- Exercise brief: Go through the data and report each line that holds the string "conditional".

---+---

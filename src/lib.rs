//! # Newsflow
//!
//! A feed refresh engine: conditional HTTP fetching of RSS/Atom feeds,
//! executed by a bounded background worker pool.
//!
//! ## Architecture
//!
//! ```text
//! Orchestrator → Scheduler → FeedRefreshHandler → FeedRefresher → Store
//!       ↑            │
//!       └── events ──┘
//! ```
//!
//! - [`orchestrator`]: caps outstanding refresh tasks and tops up the batch
//!   as tasks finish
//! - [`tasks`]: fixed worker pool over a bounded queue, publishing lifecycle
//!   events
//! - [`fetcher`]: conditional GET plus the single-feed refresh algorithm
//! - [`normalizer`]: RSS/Atom/JSON Feed parsing into domain items
//! - [`store`]: SQLite persistence
//!
//! ## Quick Start
//!
//! ```bash
//! # Add a feed
//! newsflow add https://blog.rust-lang.org/feed.xml
//!
//! # Refresh everything once
//! newsflow refresh
//!
//! # Refresh every 30 minutes until interrupted
//! newsflow daemon --interval 30m
//! ```

/// Application context and error handling.
///
/// The [`AppContext`](app::AppContext) struct wires together the store,
/// fetcher, refresher and scheduler.
pub mod app;

/// Command-line interface using clap.
///
/// - `add <url>` - Add a feed and fetch it once
/// - `remove <url> [--purge]` - Hide or delete a feed
/// - `list [--items]` - List feeds or items
/// - `refresh [feed_id]` - Refresh one or all feeds
/// - `daemon` - Refresh on an interval
pub mod cli;

/// Configuration loaded from `~/.config/newsflow/config.toml`.
pub mod config;

/// Foreground periodic refresher.
pub mod daemon;

/// Core domain models.
///
/// - [`Feed`](domain::Feed): feed metadata, cache validators and last error
/// - [`Item`](domain::Item): entries keyed by `(feed_id, guid)`
pub mod domain;

/// HTTP fetching with conditional requests and `Cache-Control` freshness.
///
/// - [`Fetcher`](fetcher::Fetcher): async trait for one conditional GET
/// - [`HttpFetcher`](fetcher::HttpFetcher): reqwest-based implementation
/// - [`FeedRefresher`](fetcher::FeedRefresher): refreshes one stored feed
pub mod fetcher;

/// Feed parsing and normalization.
///
/// Converts RSS 0.9x/1.0/2.0, Atom 0.3/1.0, and JSON Feed 1.0
/// into unified [`Item`](domain::Item) structs.
pub mod normalizer;

/// Batch refresh orchestration on top of the scheduler.
pub mod orchestrator;

/// SQLite persistence layer.
///
/// - [`Store`](store::Store): Trait defining storage operations
/// - [`SqliteStore`](store::SqliteStore): SQLite implementation
pub mod store;

/// Background task scheduler.
pub mod tasks;
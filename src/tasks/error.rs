use thiserror::Error;

use crate::tasks::TaskType;

#[derive(Error, Debug, Clone, PartialEq, Eq)]
pub enum SchedulerError {
    #[error("scheduler is already running")]
    AlreadyRunning,

    #[error("scheduler is not running")]
    NotRunning,

    #[error("scheduler has been stopped")]
    Stopped,

    #[error("task queue is full")]
    QueueFull,

    #[error("task not found: {0}")]
    TaskNotFound(String),

    #[error("cannot remove running task: {0}")]
    TaskRunning(String),

    #[error("handler already registered for task type: {0}")]
    DuplicateHandler(TaskType),

    #[error("task already exists: {0}")]
    DuplicateTask(String),
}

#[cfg(test)]
mod tests {
    use super::*;

    #[test]
    fn test_messages() {
        assert_eq!(SchedulerError::QueueFull.to_string(), "task queue is full");
        assert_eq!(
            SchedulerError::DuplicateHandler(TaskType::FeedRefresh).to_string(),
            "handler already registered for task type: feed_refresh"
        );
        assert_eq!(
            SchedulerError::TaskRunning("abc".into()).to_string(),
            "cannot remove running task: abc"
        );
    }
}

---+---

- Answer for this exercise:
//! A feed refresh engine: conditional HTTP fetching of RSS/Atom feeds,
//! - [`fetcher`]: conditional GET plus the single-feed refresh algorithm
/// HTTP fetching with conditional requests and `Cache-Control` freshness.
/// - [`Fetcher`](fetcher::Fetcher): async trait for one conditional GET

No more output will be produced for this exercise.